*Data items:*
*** Block opens ***
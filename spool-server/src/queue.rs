//! Durable print queue
//!
//! Single source of truth for "what must be printed". Jobs live in three
//! places: the FIFO `pending` list, at most one `in_flight` job (claimed by
//! the worker), and a bounded cache of the most recently completed jobs.
//!
//! Every mutation is persisted synchronously to `queue.json` before the call
//! returns; if the write fails, the in-memory state is rolled back so the
//! queue never claims success for state the disk does not reflect. On load,
//! a job persisted as PROCESSING (unclean shutdown) is reset to ERROR - its
//! partial transport writes cannot be proven safe to retry.

use chrono::{DateTime, Utc};
use parking_lot::Mutex;
use serde::{Deserialize, Serialize};
use std::collections::VecDeque;
use std::path::{Path, PathBuf};
use thiserror::Error;
use uuid::Uuid;

/// Completed-job cache capacity; oldest entries are evicted first
pub const RECENT_CAPACITY: usize = 10;

const QUEUE_FILE: &str = "queue.json";
const JOBS_SUBDIR: &str = "jobs";

/// What kind of payload a job carries
#[derive(Debug, Clone, Copy, PartialEq, Eq, Serialize, Deserialize)]
#[serde(rename_all = "lowercase")]
pub enum SourceKind {
    Pdf,
    Image,
}

/// Job lifecycle state
#[derive(Debug, Clone, Copy, PartialEq, Eq, Serialize, Deserialize)]
#[serde(rename_all = "lowercase")]
pub enum JobState {
    Pending,
    Processing,
    Printed,
    Error,
}

/// A queued print job
#[derive(Debug, Clone, Serialize, Deserialize)]
pub struct PrintJob {
    pub id: Uuid,
    pub kind: SourceKind,
    pub origin_client: String,
    pub original_filename: String,
    pub created_at: DateTime<Utc>,
    pub state: JobState,
    #[serde(default, skip_serializing_if = "Option::is_none")]
    pub error_message: Option<String>,
    /// Temporary input file, deleted by the worker after processing
    pub payload_path: PathBuf,
}

/// Read-only job view exposed to the status endpoints
#[derive(Debug, Clone, Serialize)]
pub struct JobSummary {
    pub id: Uuid,
    pub kind: SourceKind,
    pub origin_client: String,
    pub original_filename: String,
    pub created_at: DateTime<Utc>,
    pub state: JobState,
    #[serde(skip_serializing_if = "Option::is_none")]
    pub error_message: Option<String>,
}

impl From<&PrintJob> for JobSummary {
    fn from(job: &PrintJob) -> Self {
        Self {
            id: job.id,
            kind: job.kind,
            origin_client: job.origin_client.clone(),
            original_filename: job.original_filename.clone(),
            created_at: job.created_at,
            state: job.state,
            error_message: job.error_message.clone(),
        }
    }
}

/// Consistent point-in-time view of the queue
#[derive(Debug, Clone, Serialize)]
pub struct QueueSnapshot {
    pub pending_count: usize,
    pub pending: Vec<JobSummary>,
    pub recent_completed: Vec<JobSummary>,
}

#[derive(Debug, Error)]
pub enum QueueError {
    #[error("Queue persistence failed: {0}")]
    Io(#[from] std::io::Error),

    #[error("Queue serialization failed: {0}")]
    Serialize(#[from] serde_json::Error),

    #[error("Persisted queue state is corrupt: {0}")]
    Corrupt(String),

    #[error("Unknown job: {0}")]
    UnknownJob(Uuid),
}

pub type QueueResult<T> = Result<T, QueueError>;

/// On-disk representation. Unknown fields are ignored on load so newer
/// versions can extend the format without breaking older state files.
#[derive(Debug, Default, Serialize, Deserialize)]
struct PersistedState {
    #[serde(default)]
    pending: Vec<PrintJob>,
    #[serde(default)]
    in_flight: Option<PrintJob>,
    #[serde(default)]
    recent: Vec<PrintJob>,
}

#[derive(Debug, Clone, Default)]
struct QueueInner {
    pending: VecDeque<PrintJob>,
    in_flight: Option<PrintJob>,
    recent: VecDeque<PrintJob>,
}

impl QueueInner {
    fn push_recent(&mut self, job: PrintJob) {
        // Newest first; evict the oldest once over capacity
        self.recent.push_front(job);
        self.recent.truncate(RECENT_CAPACITY);
    }
}

/// Durable, thread-safe print queue
pub struct PrintQueue {
    inner: Mutex<QueueInner>,
    store_path: PathBuf,
    jobs_dir: PathBuf,
}

impl PrintQueue {
    /// Open the queue, loading persisted state from `dir/queue.json`
    ///
    /// Corrupt state is a hard error: discarding it silently could drop or
    /// duplicate queued work. Delete the state file manually to recover.
    pub fn open(dir: impl AsRef<Path>) -> QueueResult<Self> {
        let dir = dir.as_ref();
        let jobs_dir = dir.join(JOBS_SUBDIR);
        std::fs::create_dir_all(&jobs_dir)?;

        let store_path = dir.join(QUEUE_FILE);
        let mut inner = QueueInner::default();

        if store_path.exists() {
            let bytes = std::fs::read(&store_path)?;
            let persisted: PersistedState = serde_json::from_slice(&bytes)
                .map_err(|e| QueueError::Corrupt(format!("{}: {}", store_path.display(), e)))?;

            // A job that was in flight during an unclean shutdown is never
            // resumed: part of it may already be on paper.
            if let Some(mut job) = persisted.in_flight {
                tracing::warn!(job_id = %job.id, "resetting interrupted job to error");
                job.state = JobState::Error;
                job.error_message =
                    Some("processing interrupted by unclean shutdown".to_string());
                inner.push_recent(job);
            }

            for mut job in persisted.pending {
                if job.state == JobState::Processing {
                    tracing::warn!(job_id = %job.id, "resetting interrupted job to error");
                    job.state = JobState::Error;
                    job.error_message =
                        Some("processing interrupted by unclean shutdown".to_string());
                    inner.push_recent(job);
                } else {
                    inner.pending.push_back(job);
                }
            }

            for job in persisted.recent {
                inner.recent.push_back(job);
            }
            inner.recent.truncate(RECENT_CAPACITY);
        }

        // Make the recovery normalization durable immediately
        persist(&store_path, &inner)?;

        Ok(Self {
            inner: Mutex::new(inner),
            store_path,
            jobs_dir,
        })
    }

    /// Directory where job payload files are stored
    pub fn jobs_dir(&self) -> &Path {
        &self.jobs_dir
    }

    /// Create a PENDING job and append it to the queue
    ///
    /// Never blocks on printer availability.
    pub fn enqueue(
        &self,
        kind: SourceKind,
        origin_client: impl Into<String>,
        original_filename: impl Into<String>,
        payload_path: impl Into<PathBuf>,
    ) -> QueueResult<Uuid> {
        let job = PrintJob {
            id: Uuid::new_v4(),
            kind,
            origin_client: origin_client.into(),
            original_filename: original_filename.into(),
            created_at: Utc::now(),
            state: JobState::Pending,
            error_message: None,
            payload_path: payload_path.into(),
        };
        let id = job.id;

        self.mutate(move |inner| inner.pending.push_back(job))?;
        Ok(id)
    }

    /// Atomically claim the head of the queue, transitioning it to PROCESSING
    ///
    /// Returns `None` when the queue is empty or a job is already in flight;
    /// at most one job is ever PROCESSING system-wide.
    pub fn claim_next(&self) -> QueueResult<Option<PrintJob>> {
        let mut inner = self.inner.lock();
        if inner.in_flight.is_some() {
            return Ok(None);
        }
        let backup = inner.clone();
        let Some(mut job) = inner.pending.pop_front() else {
            return Ok(None);
        };
        job.state = JobState::Processing;
        inner.in_flight = Some(job.clone());

        if let Err(e) = persist(&self.store_path, &inner) {
            *inner = backup;
            // The popped job goes back to the head: persistence failed, so
            // the claim never happened.
            return Err(e);
        }
        Ok(Some(job))
    }

    /// Transition the in-flight job to PRINTED
    pub fn mark_printed(&self, job_id: Uuid) -> QueueResult<()> {
        self.complete(job_id, JobState::Printed, None)
    }

    /// Transition the in-flight job to ERROR with a message
    pub fn mark_error(&self, job_id: Uuid, message: impl Into<String>) -> QueueResult<()> {
        self.complete(job_id, JobState::Error, Some(message.into()))
    }

    fn complete(
        &self,
        job_id: Uuid,
        state: JobState,
        error_message: Option<String>,
    ) -> QueueResult<()> {
        self.mutate_checked(move |inner| {
            let claimed = inner
                .in_flight
                .as_ref()
                .filter(|j| j.id == job_id)
                .ok_or(QueueError::UnknownJob(job_id))?;

            let mut job = claimed.clone();
            job.state = state;
            job.error_message = error_message;

            inner.in_flight = None;
            inner.push_recent(job);
            Ok(())
        })
    }

    /// Consistent point-in-time snapshot for status reporting
    pub fn snapshot(&self) -> QueueSnapshot {
        let inner = self.inner.lock();
        let mut pending: Vec<JobSummary> = Vec::with_capacity(inner.pending.len() + 1);
        if let Some(job) = &inner.in_flight {
            pending.push(job.into());
        }
        pending.extend(inner.pending.iter().map(JobSummary::from));

        QueueSnapshot {
            pending_count: pending.len(),
            pending,
            recent_completed: inner.recent.iter().map(JobSummary::from).collect(),
        }
    }

    /// Apply a mutation, persist, and roll back in-memory state if the
    /// persistence write fails
    fn mutate(&self, f: impl FnOnce(&mut QueueInner)) -> QueueResult<()> {
        self.mutate_checked(|inner| {
            f(inner);
            Ok(())
        })
    }

    fn mutate_checked(
        &self,
        f: impl FnOnce(&mut QueueInner) -> QueueResult<()>,
    ) -> QueueResult<()> {
        let mut inner = self.inner.lock();
        let backup = inner.clone();

        if let Err(e) = f(&mut inner) {
            *inner = backup;
            return Err(e);
        }
        if let Err(e) = persist(&self.store_path, &inner) {
            *inner = backup;
            return Err(e);
        }
        Ok(())
    }
}

/// Serialize the full queue state and swap it into place atomically
fn persist(store_path: &Path, inner: &QueueInner) -> QueueResult<()> {
    let state = PersistedState {
        pending: inner.pending.iter().cloned().collect(),
        in_flight: inner.in_flight.clone(),
        recent: inner.recent.iter().cloned().collect(),
    };
    let bytes = serde_json::to_vec_pretty(&state)?;

    let tmp_path = store_path.with_extension("json.tmp");
    std::fs::write(&tmp_path, &bytes)?;
    std::fs::rename(&tmp_path, store_path)?;
    Ok(())
}

#[cfg(test)]
mod tests {
    use super::*;

    fn open_queue(dir: &Path) -> PrintQueue {
        PrintQueue::open(dir).unwrap()
    }

    fn enqueue_named(queue: &PrintQueue, name: &str) -> Uuid {
        queue
            .enqueue(SourceKind::Image, "127.0.0.1", name, format!("/tmp/{name}"))
            .unwrap()
    }

    #[test]
    fn test_fifo_order() {
        let dir = tempfile::tempdir().unwrap();
        let queue = open_queue(dir.path());

        let a = enqueue_named(&queue, "a.png");
        let b = enqueue_named(&queue, "b.png");
        let c = enqueue_named(&queue, "c.png");

        for expected in [a, b, c] {
            let job = queue.claim_next().unwrap().unwrap();
            assert_eq!(job.id, expected);
            assert_eq!(job.state, JobState::Processing);
            queue.mark_printed(job.id).unwrap();
        }
        assert!(queue.claim_next().unwrap().is_none());
    }

    #[test]
    fn test_at_most_one_in_flight() {
        let dir = tempfile::tempdir().unwrap();
        let queue = open_queue(dir.path());

        enqueue_named(&queue, "a.png");
        enqueue_named(&queue, "b.png");

        let first = queue.claim_next().unwrap().unwrap();
        // Second claim while a job is in flight must yield nothing
        assert!(queue.claim_next().unwrap().is_none());

        queue.mark_printed(first.id).unwrap();
        assert!(queue.claim_next().unwrap().is_some());
    }

    #[test]
    fn test_mark_unknown_job() {
        let dir = tempfile::tempdir().unwrap();
        let queue = open_queue(dir.path());

        let result = queue.mark_printed(Uuid::new_v4());
        assert!(matches!(result, Err(QueueError::UnknownJob(_))));
    }

    #[test]
    fn test_recent_eviction() {
        let dir = tempfile::tempdir().unwrap();
        let queue = open_queue(dir.path());

        let mut ids = Vec::new();
        for i in 0..11 {
            ids.push(enqueue_named(&queue, &format!("job{i}.png")));
        }
        for _ in 0..11 {
            let job = queue.claim_next().unwrap().unwrap();
            queue.mark_printed(job.id).unwrap();
        }

        let snapshot = queue.snapshot();
        assert_eq!(snapshot.recent_completed.len(), RECENT_CAPACITY);
        // The first completed job was evicted; the rest remain, newest first
        assert!(!snapshot.recent_completed.iter().any(|j| j.id == ids[0]));
        assert_eq!(snapshot.recent_completed[0].id, ids[10]);
    }

    #[test]
    fn test_snapshot_includes_in_flight_as_pending_work() {
        let dir = tempfile::tempdir().unwrap();
        let queue = open_queue(dir.path());

        enqueue_named(&queue, "a.png");
        enqueue_named(&queue, "b.png");
        let job = queue.claim_next().unwrap().unwrap();

        let snapshot = queue.snapshot();
        assert_eq!(snapshot.pending_count, 2);
        assert_eq!(snapshot.pending[0].id, job.id);
        assert_eq!(snapshot.pending[0].state, JobState::Processing);
    }

    #[test]
    fn test_error_message_recorded() {
        let dir = tempfile::tempdir().unwrap();
        let queue = open_queue(dir.path());

        enqueue_named(&queue, "bad.pdf");
        let job = queue.claim_next().unwrap().unwrap();
        queue.mark_error(job.id, "transport failed: offline").unwrap();

        let snapshot = queue.snapshot();
        assert_eq!(snapshot.recent_completed[0].state, JobState::Error);
        assert_eq!(
            snapshot.recent_completed[0].error_message.as_deref(),
            Some("transport failed: offline")
        );
    }

    #[test]
    fn test_corrupt_state_is_fatal() {
        let dir = tempfile::tempdir().unwrap();
        std::fs::write(dir.path().join("queue.json"), b"{not json").unwrap();

        let result = PrintQueue::open(dir.path());
        assert!(matches!(result, Err(QueueError::Corrupt(_))));
    }
}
*** Block closes ***
Your task is to collect every line above that contains the word "else".

                } else {
        let Some(mut job) = inner.pending.pop_front() else {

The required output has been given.